Would you please print the data a second time, exactly as it stands?

-------------------------

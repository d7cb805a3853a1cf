//! `PropertyIndexProvider` over the `PropertyIndex` table. The `prop_name`
//! column mirrors `km_index::PropertyName`'s own string encoding, kept in
//! lockstep with [`km_index::make_property_term_text`]'s name half.

use async_trait::async_trait;
use km_core::ScoredSemanticRef;
use km_index::{normalize_term_text, PropertyName};
use km_storage::{PropertyIndexProvider, StorageError};
use sqlx::{Row, SqlitePool};

fn property_name_str(name: PropertyName) -> &'static str {
    match name {
        PropertyName::Name => "name",
        PropertyName::Type => "type",
        PropertyName::Verb => "verb",
        PropertyName::Subject => "subject",
        PropertyName::Object => "object",
        PropertyName::IndirectObject => "indirectObject",
        PropertyName::Tag => "tag",
        PropertyName::FacetName => "facet.name",
        PropertyName::FacetValue => "facet.value",
    }
}

pub struct SqlitePropertyIndex {
    pool: SqlitePool,
}

impl SqlitePropertyIndex {
    pub fn new(pool: SqlitePool) -> Self {
        Self { pool }
    }
}

#[async_trait]
impl PropertyIndexProvider for SqlitePropertyIndex {
    async fn add_property(&self, name: PropertyName, value: &str, ordinal: usize) -> Result<(), StorageError> {
        sqlx::query("INSERT OR IGNORE INTO PropertyIndex (prop_name, prop_value, sem_ref_id) VALUES (?1, ?2, ?3)")
            .bind(property_name_str(name))
            .bind(normalize_term_text(value))
            .bind(ordinal as i64)
            .execute(&self.pool)
            .await
            .map_err(|e| StorageError::Backend(e.to_string()))?;
        Ok(())
    }

    async fn remove_property(&self, name: PropertyName, value: &str, ordinal: usize) -> Result<(), StorageError> {
        sqlx::query("DELETE FROM PropertyIndex WHERE prop_name = ?1 AND prop_value = ?2 AND sem_ref_id = ?3")
            .bind(property_name_str(name))
            .bind(normalize_term_text(value))
            .bind(ordinal as i64)
            .execute(&self.pool)
            .await
            .map_err(|e| StorageError::Backend(e.to_string()))?;
        Ok(())
    }

    async fn remove_all_for_semref(&self, ordinal: usize) -> Result<(), StorageError> {
        sqlx::query("DELETE FROM PropertyIndex WHERE sem_ref_id = ?1")
            .bind(ordinal as i64)
            .execute(&self.pool)
            .await
            .map_err(|e| StorageError::Backend(e.to_string()))?;
        Ok(())
    }

    async fn lookup_property(&self, name: PropertyName, value: &str) -> Result<Option<Vec<ScoredSemanticRef>>, StorageError> {
        let rows = sqlx::query("SELECT sem_ref_id FROM PropertyIndex WHERE prop_name = ?1 AND prop_value = ?2 ORDER BY rowid")
            .bind(property_name_str(name))
            .bind(normalize_term_text(value))
            .fetch_all(&self.pool)
            .await
            .map_err(|e| StorageError::Backend(e.to_string()))?;
        if rows.is_empty() {
            return Ok(None);
        }
        let refs = rows
            .into_iter()
            .map(|row| {
                let sem_ref_id: i64 = row.try_get("sem_ref_id").map_err(|e| StorageError::Backend(e.to_string()))?;
                Ok(ScoredSemanticRef { semantic_ref_ordinal: sem_ref_id as usize, score: 1.0 })
            })
            .collect::<Result<Vec<_>, StorageError>>()?;
        Ok(Some(refs))
    }

    async fn size(&self) -> Result<usize, StorageError> {
        let row = sqlx::query("SELECT COUNT(*) AS n FROM PropertyIndex").fetch_one(&self.pool).await.map_err(|e| StorageError::Backend(e.to_string()))?;
        let n: i64 = row.try_get("n").map_err(|e| StorageError::Backend(e.to_string()))?;
        Ok(n as usize)
    }

    async fn clear(&self) -> Result<(), StorageError> {
        sqlx::query("DELETE FROM PropertyIndex").execute(&self.pool).await.map_err(|e| StorageError::Backend(e.to_string()))?;
        Ok(())
    }
}

#[cfg(test)]
mod tests {
    use super::*;

    async fn pool() -> SqlitePool {
        let dir = tempfile::tempdir().unwrap();
        let path = dir.path().join("test.db").to_str().unwrap().to_string();
        let pool = crate::pool::open(&path).await.unwrap();
        std::mem::forget(dir);
        pool
    }

    #[tokio::test]
    async fn lookup_missing_is_none() {
        let index = SqlitePropertyIndex::new(pool().await);
        assert!(index.lookup_property(PropertyName::Name, "bach").await.unwrap().is_none());
    }

    #[tokio::test]
    async fn remove_all_for_semref_clears_every_property() {
        let index = SqlitePropertyIndex::new(pool().await);
        index.add_property(PropertyName::Name, "bach", 3).await.unwrap();
        index.add_property(PropertyName::Type, "person", 3).await.unwrap();
        index.remove_all_for_semref(3).await.unwrap();
        assert!(index.lookup_property(PropertyName::Name, "bach").await.unwrap().is_none());
        assert!(index.lookup_property(PropertyName::Type, "person").await.unwrap().is_none());
    }
}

-------------------------

▶ _OUTPUT OF THE TASK_
repository d7cb805a3853a1cf
//! `PropertyIndexProvider` over the `PropertyIndex` table. The `prop_name`
//! column mirrors `km_index::PropertyName`'s own string encoding, kept in
//! lockstep with [`km_index::make_property_term_text`]'s name half.

use async_trait::async_trait;
use km_core::ScoredSemanticRef;
use km_index::{normalize_term_text, PropertyName};
use km_storage::{PropertyIndexProvider, StorageError};
use sqlx::{Row, SqlitePool};

fn property_name_str(name: PropertyName) -> &'static str {
    match name {
        PropertyName::Name => "name",
        PropertyName::Type => "type",
        PropertyName::Verb => "verb",
        PropertyName::Subject => "subject",
        PropertyName::Object => "object",
        PropertyName::IndirectObject => "indirectObject",
        PropertyName::Tag => "tag",
        PropertyName::FacetName => "facet.name",
        PropertyName::FacetValue => "facet.value",
    }
}

pub struct SqlitePropertyIndex {
    pool: SqlitePool,
}

impl SqlitePropertyIndex {
    pub fn new(pool: SqlitePool) -> Self {
        Self { pool }
    }
}

#[async_trait]
impl PropertyIndexProvider for SqlitePropertyIndex {
    async fn add_property(&self, name: PropertyName, value: &str, ordinal: usize) -> Result<(), StorageError> {
        sqlx::query("INSERT OR IGNORE INTO PropertyIndex (prop_name, prop_value, sem_ref_id) VALUES (?1, ?2, ?3)")
            .bind(property_name_str(name))
            .bind(normalize_term_text(value))
            .bind(ordinal as i64)
            .execute(&self.pool)
            .await
            .map_err(|e| StorageError::Backend(e.to_string()))?;
        Ok(())
    }

    async fn remove_property(&self, name: PropertyName, value: &str, ordinal: usize) -> Result<(), StorageError> {
        sqlx::query("DELETE FROM PropertyIndex WHERE prop_name = ?1 AND prop_value = ?2 AND sem_ref_id = ?3")
            .bind(property_name_str(name))
            .bind(normalize_term_text(value))
            .bind(ordinal as i64)
            .execute(&self.pool)
            .await
            .map_err(|e| StorageError::Backend(e.to_string()))?;
        Ok(())
    }

    async fn remove_all_for_semref(&self, ordinal: usize) -> Result<(), StorageError> {
        sqlx::query("DELETE FROM PropertyIndex WHERE sem_ref_id = ?1")
            .bind(ordinal as i64)
            .execute(&self.pool)
            .await
            .map_err(|e| StorageError::Backend(e.to_string()))?;
        Ok(())
    }

    async fn lookup_property(&self, name: PropertyName, value: &str) -> Result<Option<Vec<ScoredSemanticRef>>, StorageError> {
        let rows = sqlx::query("SELECT sem_ref_id FROM PropertyIndex WHERE prop_name = ?1 AND prop_value = ?2 ORDER BY rowid")
            .bind(property_name_str(name))
            .bind(normalize_term_text(value))
            .fetch_all(&self.pool)
            .await
            .map_err(|e| StorageError::Backend(e.to_string()))?;
        if rows.is_empty() {
            return Ok(None);
        }
        let refs = rows
            .into_iter()
            .map(|row| {
                let sem_ref_id: i64 = row.try_get("sem_ref_id").map_err(|e| StorageError::Backend(e.to_string()))?;
                Ok(ScoredSemanticRef { semantic_ref_ordinal: sem_ref_id as usize, score: 1.0 })
            })
            .collect::<Result<Vec<_>, StorageError>>()?;
        Ok(Some(refs))
    }

    async fn size(&self) -> Result<usize, StorageError> {
        let row = sqlx::query("SELECT COUNT(*) AS n FROM PropertyIndex").fetch_one(&self.pool).await.map_err(|e| StorageError::Backend(e.to_string()))?;
        let n: i64 = row.try_get("n").map_err(|e| StorageError::Backend(e.to_string()))?;
        Ok(n as usize)
    }

    async fn clear(&self) -> Result<(), StorageError> {
        sqlx::query("DELETE FROM PropertyIndex").execute(&self.pool).await.map_err(|e| StorageError::Backend(e.to_string()))?;
        Ok(())
    }
}

#[cfg(test)]
mod tests {
    use super::*;

    async fn pool() -> SqlitePool {
        let dir = tempfile::tempdir().unwrap();
        let path = dir.path().join("test.db").to_str().unwrap().to_string();
        let pool = crate::pool::open(&path).await.unwrap();
        std::mem::forget(dir);
        pool
    }

    #[tokio::test]
    async fn lookup_missing_is_none() {
        let index = SqlitePropertyIndex::new(pool().await);
        assert!(index.lookup_property(PropertyName::Name, "bach").await.unwrap().is_none());
    }

    #[tokio::test]
    async fn remove_all_for_semref_clears_every_property() {
        let index = SqlitePropertyIndex::new(pool().await);
        index.add_property(PropertyName::Name, "bach", 3).await.unwrap();
        index.add_property(PropertyName::Type, "person", 3).await.unwrap();
        index.remove_all_for_semref(3).await.unwrap();
        assert!(index.lookup_property(PropertyName::Name, "bach").await.unwrap().is_none());
        assert!(index.lookup_property(PropertyName::Type, "person").await.unwrap().is_none());
    }
}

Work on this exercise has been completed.